Time: 3 hours to clean garage and set up + 14 hours of sale time (two days 7 am-2 pm) + an hour to clean up and pack donation boxes = 18 hours

Consignment Sales

There are several different groups that do biannual consignment sales in the Madison are and surrounding areas (Half-pint Resale, Just Between Friends…). For those not familiar with the sales, they run on one weekend in the fall and one weekend in the spring. You follow their instructions to tag and prepare your items, drop them off at the sale, and come back to claim remaining items at the end. They keep a percentage of sales, and you get the rest. The idea is that you sell only items that are in good condition, and tons of people attend the sales, so you’re able to sell more items than you would at a garage sale.

Advantages

There are several benefits to me. First, no one is coming to my house, so I don’t have to make small talk and I don’t have to clean my garage. Second, I can price my items significantly higher than at garage sales, so I end up making quite a bit more money. Third, the sales have an option to donate items for you if they don’t sell. You can do this item by item, so if you have some things you want to donate, but others you want returned if they don’t sell, you can do this. I love not having to make another trip to a donation center!

Disadvantages

The two biggest down sides to me are prepping the items and the lack of flexibility in timing. You don’t get to choose when the sale is, so if it is a time you are out of town, you are out of luck (unless you have awesome friends that will drop off your items for you).

I don’t mind the time it takes to prepare the items for sale so much, because I can sit in front of the TV with my beverage of choice and hang and tag clothes in the comfort of my family room. However, I do have to spend a little money buying things that are needed to prepare the items. All of the sales require that most clothes are hung on hangers, so I had to buy some large packs of hangers online. I already had a tagging gun, but had to buy some pins to secure the clothes to the hangers and paper to print the tags.

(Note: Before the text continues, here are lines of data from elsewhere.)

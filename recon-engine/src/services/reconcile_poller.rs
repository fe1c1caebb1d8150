//! Reconciliation poller
//!
//! Calls the reconcile stage repeatedly until the reconciled-id count reaches
//! the target, stops changing, or the size-adaptive attempt budget is spent.
//! Larger files get more attempts since remote reconciliation work scales
//! with record count.

use crate::config::PollingSettings;
use crate::services::attempt::AttemptOutcome;
use crate::services::pipeline_client::PipelineClient;

/// Why the poller stopped
#[derive(Debug, Clone, Copy, PartialEq, Eq)]
pub enum ReconcileStop {
    /// Observed count equals a non-zero target
    TargetReached,
    /// Observed count stopped changing
    Stable,
    /// Attempt budget spent without reaching target or stability
    BudgetExhausted,
}

#[derive(Debug, Clone)]
pub struct ReconcileOutcome {
    /// Last observed reconciled-id count (0 if no call succeeded)
    pub observed: u64,
    pub attempts: u32,
    pub budget: u32,
    pub stop: ReconcileStop,
    pub log: Vec<String>,
}

/// Poll the reconcile stage toward `target_count`
pub async fn poll_reconcile(
    client: &PipelineClient,
    target_count: u64,
    line_count: usize,
    settings: &PollingSettings,
) -> ReconcileOutcome {
    let budget = settings.reconcile_budget(line_count);
    let mut log = vec![format!(
        "Reconcile target {} with budget of {} attempts ({} lines)",
        target_count, budget, line_count
    )];

    let mut last_observed: Option<u64> = None;
    let mut unchanged = 0;
    let mut attempts = 0;

    for attempt in 1..=budget {
        if attempt > 1 {
            tokio::time::sleep(settings.reconcile_interval()).await;
        }
        attempts = attempt;

        let count = match AttemptOutcome::from_result(client.reconcile().await, false) {
            AttemptOutcome::Observed(count) => count,
            AttemptOutcome::Transient(e) | AttemptOutcome::Fatal(e) => {
                tracing::warn!(attempt, error = %e, "Reconcile attempt failed");
                log.push(format!("Reconcile attempt {}/{} failed: {}", attempt, budget, e));
                continue;
            }
        };

        log.push(format!(
            "Reconcile attempt {}/{}: {} ids reconciled",
            attempt, budget, count
        ));

        if target_count > 0 && count == target_count {
            log.push("Reconcile target reached".to_string());
            return ReconcileOutcome {
                observed: count,
                attempts,
                budget,
                stop: ReconcileStop::TargetReached,
                log,
            };
        }

        if last_observed == Some(count) {
            unchanged += 1;
        } else {
            unchanged = 0;
        }
        last_observed = Some(count);

        if unchanged >= settings.stability_repeats {
            log.push(format!(
                "Reconcile count stable at {} for {} attempts, stopping",
                count,
                unchanged + 1
            ));
            return ReconcileOutcome {
                observed: count,
                attempts,
                budget,
                stop: ReconcileStop::Stable,
                log,
            };
        }
    }

    let observed = last_observed.unwrap_or(0);
    log.push(format!(
        "Reconcile budget exhausted at {} of {} ids",
        observed, target_count
    ));

    ReconcileOutcome {
        observed,
        attempts,
        budget,
        stop: ReconcileStop::BudgetExhausted,
        log,
    }
}
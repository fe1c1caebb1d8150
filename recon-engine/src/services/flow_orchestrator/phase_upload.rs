//! Upload: session setup, submit and parse-trigger
//!
//! Failures here are fatal for the job: the raw error text becomes the
//! audit detail and all counts stay zero.

use super::{FlowOrchestrator, PhaseResult, Terminal};
use crate::models::{DetectedCounts, JobSession, JobState, RecordCounts, TerminalStatus, UploadJob};
use crate::services::pipeline_client::PipelineClient;

impl FlowOrchestrator {
    /// Build the per-job pipeline session for the job's queue
    pub(super) fn open_session(
        &self,
        session: &mut JobSession,
        job: &UploadJob,
    ) -> PhaseResult<PipelineClient> {
        let Some(queue) = self.config.queue(&job.destination_queue) else {
            let detail = format!("Queue '{}' has no endpoint set", job.destination_queue);
            session.record(&detail);
            return Err(Terminal::early(TerminalStatus::ErrorUpload, detail));
        };

        match PipelineClient::new(queue.endpoints.clone(), &self.config.http) {
            Ok(client) => Ok(client),
            Err(e) => {
                session.record(format!("Could not open session: {}", e));
                Err(Terminal::early(TerminalStatus::ErrorUpload, e.to_string()))
            }
        }
    }

    /// Submit the file, then trigger parsing and read the detected counts
    pub(super) async fn phase_upload(
        &self,
        session: &mut JobSession,
        client: &PipelineClient,
        job: &mut UploadJob,
    ) -> PhaseResult<DetectedCounts> {
        let bytes = std::mem::take(&mut job.raw_bytes);
        let size = bytes.len();

        if let Err(e) = client
            .submit(bytes, &job.filename, &job.subscription_id)
            .await
        {
            tracing::error!(job_id = %job.job_id, error = %e, "Submit failed");
            session.record(format!("Submit failed: {}", e));
            return Err(Terminal::early(TerminalStatus::ErrorUpload, e.to_string()));
        }
        session.transition_to(JobState::Submitted);
        session.record(format!("Submitted {} bytes", size));

        let detected = match client.trigger_parse().await {
            Ok(detected) => detected,
            Err(e) => {
                tracing::error!(job_id = %job.job_id, error = %e, "Parse trigger failed");
                session.record(format!("Parse trigger failed: {}", e));
                return Err(Terminal::early(TerminalStatus::ErrorParse, e.to_string()));
            }
        };
        session.transition_to(JobState::Parsed);
        session.record(format!(
            "Parse detected {} processed / {} failed",
            detected.processed, detected.failed
        ));

        Ok(detected)
    }

    /// Nothing detected: one best-effort reconcile for cleanup, then stop
    pub(super) async fn phase_no_new_data(
        &self,
        session: &mut JobSession,
        client: &PipelineClient,
    ) -> Terminal {
        session.record("No records detected, issuing cleanup reconcile");

        match client.reconcile().await {
            Ok(count) => session.record(format!("Cleanup reconcile returned {} ids", count)),
            Err(e) => session.record(format!("Cleanup reconcile failed (ignored): {}", e)),
        }

        Terminal::new(
            TerminalStatus::NoNewData,
            RecordCounts::default(),
            "Parse stage detected no new records",
        )
    }
}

Different sales do have different benefits, so you have to do a little research to figure out what will work best for you. For example, some take 40%, others only 30%, and some give you a larger percentage if you volunteer at the sale. Some take maternity clothes, and others don’t. So it is important to think about what sale will work best for you.

Time: 8 hours to hang and tag items + 1.5 hour to drop off items + 30 minutes to pick up items that didn’t sell = 10 hours

Conclusions

There are, of course, other options, like selling items on ebay or marketplace, but those are even more time intensive. For me, time is a huge concern, so I end up donating a bunch of stuff and using consignment sales for most of the rest of it. I can take in more money and spend less time than garage sales. My new goal? Buy less stuff, so I don’t have as much to get rid of as they grow!

Jill is a born and raised Wisconsinite. She grew up just outside of Madison before heading to northern Michigan for college. Afterwards, she returned to Madison where she married her high school sweetheart, Micah, and earned her PhD in Educational Psychology. Micah and Jill live just outside of Madison with their two children, Levi (5 years old), and Alice (3 years old), and they all love sports and being outside. When Jill isn't enjoying the local Madison parks and activities with her family, she loves to play board games, and relax at home with family and friends. Jill is a busy mom, an active member in her church, and enjoys her job as an Associate Professor of Psychology for a small liberal arts college.